By CHERIL VERNON
Our veterans are the reason that we enjoy the freedoms that we have today. However, some veterans in our own community will celebrate Christmas without even so much as one gift.
To help spread holiday cheer and to help those who have served our country, the Palestine Public Library is partnering with local veteran groups to make sure area veterans are remembered this Christmas.
The Palestine Public Library, with the help of the Palestine Veterans Administration Clinic and the Anderson County Veterans Service Center, will host an angel tree to benefit area veterans who are in need as well as children of veterans.
Angels range in age from 2 to 92 and are in need of various items, from toys to clothes and books. Angels can be picked up at the library during regular library hours and should be returned to the library by 6 p.m. Wednesday, Dec. 18. Gifts should be wrapped and labeled with the angel's number.
"With the reason for the season it's only fitting to remember the Christ-like atmosphere of our Savior, Jesus Christ.

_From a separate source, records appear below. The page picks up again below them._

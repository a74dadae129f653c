//! Submission session state machine.
//!
//! Holds the state behind the input surface: selected mode, the single
//! input slot (text or files, never both), the drag-hover flag, and the
//! last validation rejection. All transitions are synchronous and run in
//! response to discrete user actions.

use tracing::{debug, warn};

use bscan_models::{DetectionMode, FileMeta, Submission};

use crate::error::RejectReason;
use crate::validate::validate_files;

/// The single input slot.
///
/// A tagged union instead of two nullable buffers, so text and files can
/// never be simultaneously populated.
#[derive(Debug, Clone, PartialEq, Default)]
pub enum InputSlot {
    /// Nothing entered yet.
    #[default]
    Empty,
    /// Non-empty text buffer.
    Text(String),
    /// Non-empty file buffer, in insertion order.
    Files(Vec<FileMeta>),
}

impl InputSlot {
    /// Returns true if the slot holds no content.
    pub fn is_empty(&self) -> bool {
        matches!(self, InputSlot::Empty)
    }
}

/// In-memory state for one detection session.
#[derive(Debug, Default)]
pub struct DetectionSession {
    mode: DetectionMode,
    input: InputSlot,
    drag_active: bool,
    last_error: Option<RejectReason>,
}

impl DetectionSession {
    /// Create a session starting in text mode with empty buffers.
    pub fn new() -> Self {
        Self::default()
    }

    /// Create a session starting in the given mode.
    pub fn with_mode(mode: DetectionMode) -> Self {
        Self {
            mode,
            ..Self::default()
        }
    }

    /// Currently selected mode.
    pub fn mode(&self) -> DetectionMode {
        self.mode
    }

    /// Current text buffer, empty when the slot holds files or nothing.
    pub fn text(&self) -> &str {
        match &self.input {
            InputSlot::Text(s) => s,
            _ => "",
        }
    }

    /// Current file buffer, empty when the slot holds text or nothing.
    pub fn files(&self) -> &[FileMeta] {
        match &self.input {
            InputSlot::Files(files) => files,
            _ => &[],
        }
    }

    /// Whether a drag is currently hovering the input surface.
    pub fn drag_active(&self) -> bool {
        self.drag_active
    }

    /// Last validation rejection, if any.
    pub fn last_error(&self) -> Option<&RejectReason> {
        self.last_error.as_ref()
    }

    /// Returns true if there is anything to submit or clear.
    ///
    /// Drives the submit and Clear-All buttons at the presentation
    /// boundary.
    pub fn has_content(&self) -> bool {
        !self.input.is_empty()
    }

    /// Select a detection mode.
    ///
    /// Resets all buffers, the error, and the drag flag — even when the
    /// new mode equals the current one.
    pub fn select_mode(&mut self, mode: DetectionMode) {
        debug!("Mode selected: {}", mode);
        self.mode = mode;
        self.input = InputSlot::Empty;
        self.last_error = None;
        self.drag_active = false;
    }

    /// Replace the text buffer.
    ///
    /// Non-empty text takes over the input slot, dropping any files and
    /// clearing the error. Empty text only empties a text slot; an
    /// existing file buffer is left alone.
    pub fn set_text(&mut self, text: impl Into<String>) {
        let text = text.into();
        if text.is_empty() {
            if matches!(self.input, InputSlot::Text(_)) {
                self.input = InputSlot::Empty;
            }
            return;
        }
        self.input = InputSlot::Text(text);
        self.last_error = None;
    }

    /// Add candidate files from the picker or a drop.
    ///
    /// Single entry point for both paths. The candidate batch alone is
    /// validated; on rejection the existing buffer is untouched and the
    /// error is recorded. On success the candidates are appended, any
    /// text is dropped, and the error is cleared. No-op in text mode.
    pub fn ingest(&mut self, candidates: Vec<FileMeta>) {
        if !self.mode.accepts_files() {
            debug!("Ignoring {} file(s): {} mode takes no files", candidates.len(), self.mode);
            return;
        }

        if let Err(reason) = validate_files(&candidates, self.mode) {
            warn!("Upload rejected: {}", reason);
            self.last_error = Some(reason);
            return;
        }

        debug!("Accepted {} file(s)", candidates.len());
        let mut files = match std::mem::take(&mut self.input) {
            InputSlot::Files(existing) => existing,
            _ => Vec::new(),
        };
        files.extend(candidates);
        self.input = if files.is_empty() {
            InputSlot::Empty
        } else {
            InputSlot::Files(files)
        };
        self.last_error = None;
    }

    /// Remove the file at `index` from the buffer.
    ///
    /// Out-of-range indices are ignored. Removing the last file empties
    /// the slot and clears the error.
    pub fn remove_file(&mut self, index: usize) {
        let InputSlot::Files(files) = &mut self.input else {
            return;
        };
        if index >= files.len() {
            return;
        }
        let removed = files.remove(index);
        debug!("Removed file: {}", removed.name);
        if files.is_empty() {
            self.input = InputSlot::Empty;
            self.last_error = None;
        }
    }

    /// Clear all input and the error. The mode is untouched.
    pub fn clear_all(&mut self) {
        debug!("Cleared session input");
        self.input = InputSlot::Empty;
        self.last_error = None;
    }

    /// A drag entered the input surface.
    ///
    /// The flag is never set in text mode, where file interaction is
    /// disabled.
    pub fn drag_enter(&mut self) {
        if self.mode.accepts_files() {
            self.drag_active = true;
        }
    }

    /// A drag left the input surface.
    pub fn drag_leave(&mut self) {
        self.drag_active = false;
    }

    /// Files were dropped on the input surface.
    ///
    /// Equivalent to picking the same files; runs the same validation
    /// and append logic as [`ingest`](Self::ingest).
    pub fn drop_files(&mut self, candidates: Vec<FileMeta>) {
        self.drag_active = false;
        self.ingest(candidates);
    }

    /// Build the submission payload, if there is content.
    ///
    /// Returns `None` when both buffers are empty; callers disable the
    /// submit action in that case.
    pub fn submit(&self) -> Option<Submission> {
        match &self.input {
            InputSlot::Empty => None,
            InputSlot::Text(text) => Some(Submission::Text(text.clone())),
            InputSlot::Files(files) => Some(Submission::Files(files.clone())),
        }
    }
}

#[cfg(test)]
mod tests {
    use super::*;

    const MB: u64 = 1024 * 1024;

    fn png(name: &str, size_mb: u64) -> FileMeta {
        FileMeta::new(name, size_mb * MB, "image/png")
    }

    #[test]
    fn test_new_session_is_empty_text_mode() {
        let session = DetectionSession::new();
        assert_eq!(session.mode(), DetectionMode::Text);
        assert_eq!(session.text(), "");
        assert!(session.files().is_empty());
        assert!(session.last_error().is_none());
        assert!(!session.drag_active());
        assert!(!session.has_content());
    }

    #[test]
    fn test_select_mode_resets_everything() {
        let mut session = DetectionSession::with_mode(DetectionMode::Image);
        session.ingest(vec![png("a.png", 1)]);
        session.drag_enter();
        assert!(session.has_content());

        // Re-selecting the same mode still resets.
        session.select_mode(DetectionMode::Image);
        assert_eq!(session.mode(), DetectionMode::Image);
        assert_eq!(session.text(), "");
        assert!(session.files().is_empty());
        assert!(session.last_error().is_none());
        assert!(!session.drag_active());
    }

    #[test]
    fn test_text_and_files_are_mutually_exclusive() {
        let mut session = DetectionSession::with_mode(DetectionMode::Image);
        session.ingest(vec![png("a.png", 1)]);
        assert_eq!(session.files().len(), 1);

        session.set_text("hello");
        assert_eq!(session.text(), "hello");
        assert!(session.files().is_empty());

        session.ingest(vec![png("b.png", 1)]);
        assert_eq!(session.text(), "");
        assert_eq!(session.files().len(), 1);
    }

    #[test]
    fn test_empty_text_keeps_file_buffer() {
        let mut session = DetectionSession::with_mode(DetectionMode::Image);
        session.ingest(vec![png("a.png", 1)]);

        session.set_text("");
        assert_eq!(session.files().len(), 1);

        session.set_text("typed");
        session.set_text("");
        assert_eq!(session.text(), "");
        assert!(!session.has_content());
    }

    #[test]
    fn test_rejected_batch_leaves_buffer_unchanged() {
        let mut session = DetectionSession::with_mode(DetectionMode::Image);
        session.ingest(vec![png("ok.png", 1)]);
        session.ingest(vec![png("a.png", 11)]);

        let err = session.last_error().unwrap();
        assert!(err.to_string().contains("a.png"));
        assert!(err.to_string().contains("10 MB limit"));
        assert_eq!(session.files().len(), 1);
        assert_eq!(session.files()[0].name, "ok.png");
    }

    #[test]
    fn test_accepted_batch_appends_and_clears_error() {
        let mut session = DetectionSession::with_mode(DetectionMode::Image);
        session.ingest(vec![png("a.png", 11)]);
        assert!(session.last_error().is_some());

        session.ingest(vec![png("b.png", 2)]);
        assert!(session.last_error().is_none());
        assert_eq!(session.files().len(), 1);
    }

    #[test]
    fn test_video_mode_mixed_batch_scenario() {
        let mut session = DetectionSession::with_mode(DetectionMode::Video);
        session.ingest(vec![FileMeta::new("clip.mp4", 50 * MB, "video/mp4")]);
        assert_eq!(session.files().len(), 1);

        session.ingest(vec![FileMeta::new("song.mp3", 60 * MB, "audio/mpeg")]);
        assert!(session.last_error().unwrap().to_string().contains("50 MB limit"));
        // First file stays accepted.
        assert_eq!(session.files().len(), 1);
        assert_eq!(session.files()[0].name, "clip.mp4");
    }

    #[test]
    fn test_remove_file() {
        let mut session = DetectionSession::with_mode(DetectionMode::Image);
        session.ingest(vec![png("a.png", 1), png("b.png", 2)]);

        session.remove_file(0);
        assert_eq!(session.files().len(), 1);
        assert_eq!(session.files()[0].name, "b.png");

        // Out of range is a no-op.
        session.remove_file(5);
        assert_eq!(session.files().len(), 1);

        session.remove_file(0);
        assert!(session.files().is_empty());
        assert!(session.last_error().is_none());
        assert!(!session.has_content());
    }

    #[test]
    fn test_clear_all_keeps_mode() {
        let mut session = DetectionSession::with_mode(DetectionMode::Image);
        session.ingest(vec![png("a.png", 1), png("b.png", 2)]);

        session.clear_all();
        assert!(session.files().is_empty());
        assert!(session.last_error().is_none());
        assert_eq!(session.mode(), DetectionMode::Image);
    }

    #[test]
    fn test_drag_flag_disabled_in_text_mode() {
        let mut session = DetectionSession::new();
        session.drag_enter();
        assert!(!session.drag_active());

        session.select_mode(DetectionMode::Video);
        session.drag_enter();
        assert!(session.drag_active());
        session.drag_leave();
        assert!(!session.drag_active());
    }

    #[test]
    fn test_drop_matches_picker_path() {
        let mut session = DetectionSession::with_mode(DetectionMode::Image);
        session.drag_enter();
        session.drop_files(vec![png("a.png", 1)]);
        assert!(!session.drag_active());
        assert_eq!(session.files().len(), 1);

        // Dropping in text mode is ignored entirely.
        session.select_mode(DetectionMode::Text);
        session.drop_files(vec![png("a.png", 1)]);
        assert!(session.files().is_empty());
    }

    #[test]
    fn test_submit_payloads() {
        let mut session = DetectionSession::new();
        assert_eq!(session.submit(), None);

        session.set_text("hello");
        assert_eq!(session.submit(), Some(Submission::Text("hello".to_string())));

        session.select_mode(DetectionMode::Image);
        session.ingest(vec![png("a.png", 1)]);
        let payload = session.submit().unwrap();
        assert_eq!(payload.files().unwrap().len(), 1);
    }
}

Reach in and help our community, especially disadvantaged kids, soldiers and our elderly in the nursing homes,” Anderson County Veterans Service Officer Vernon Denmon said. “Please help us honor our local veterans, who risked their lives for our country and our freedom, this Christmas season and sponsor an angel.
“It's the joy of seeing their faces light up to think that someone cared enough to think of them during the holidays.”
Denmon said as a veteran himself, he remembers how much joy it brought him to receive a care package while serving out-of-the country.
“It didn't even matter what was in the package, it just mattered that there was a package,” Denmon recalled. “It's just nice to be thought of or remembered.”
Palestine VA Clinic Nurse Manager Patty Beckendorf said when they asked some of the veterans what they would like for Christmas, it was usually something simple.
“It was socks or sweatpants — not huge gifts that no one could afford,” Beckendorf said. “In many cases, they are just lonely.”
When picking out an angel at the library, the person can ask to see what that particular veteran, for example, is in need of the most, whether it be clothes or some other special request.
“For our employees at the VA Clinic, this has been a great team-building exercise,” Beckendorf said. “We are really happy to be taking part in this for the veterans.”
Librarian Rachel Menjivar said library patrons have been taking the angels' names since reading the library column that mentioned in the Herald-Press on Wednesday, but there are still plenty left on the tree.
“One lady found out the tree was for veterans and took five names instead of one. One elderly couple said they don't buy Christmas presents for each other, so they took two families,” Menjivar said. “Lot of big-hearted patrons.”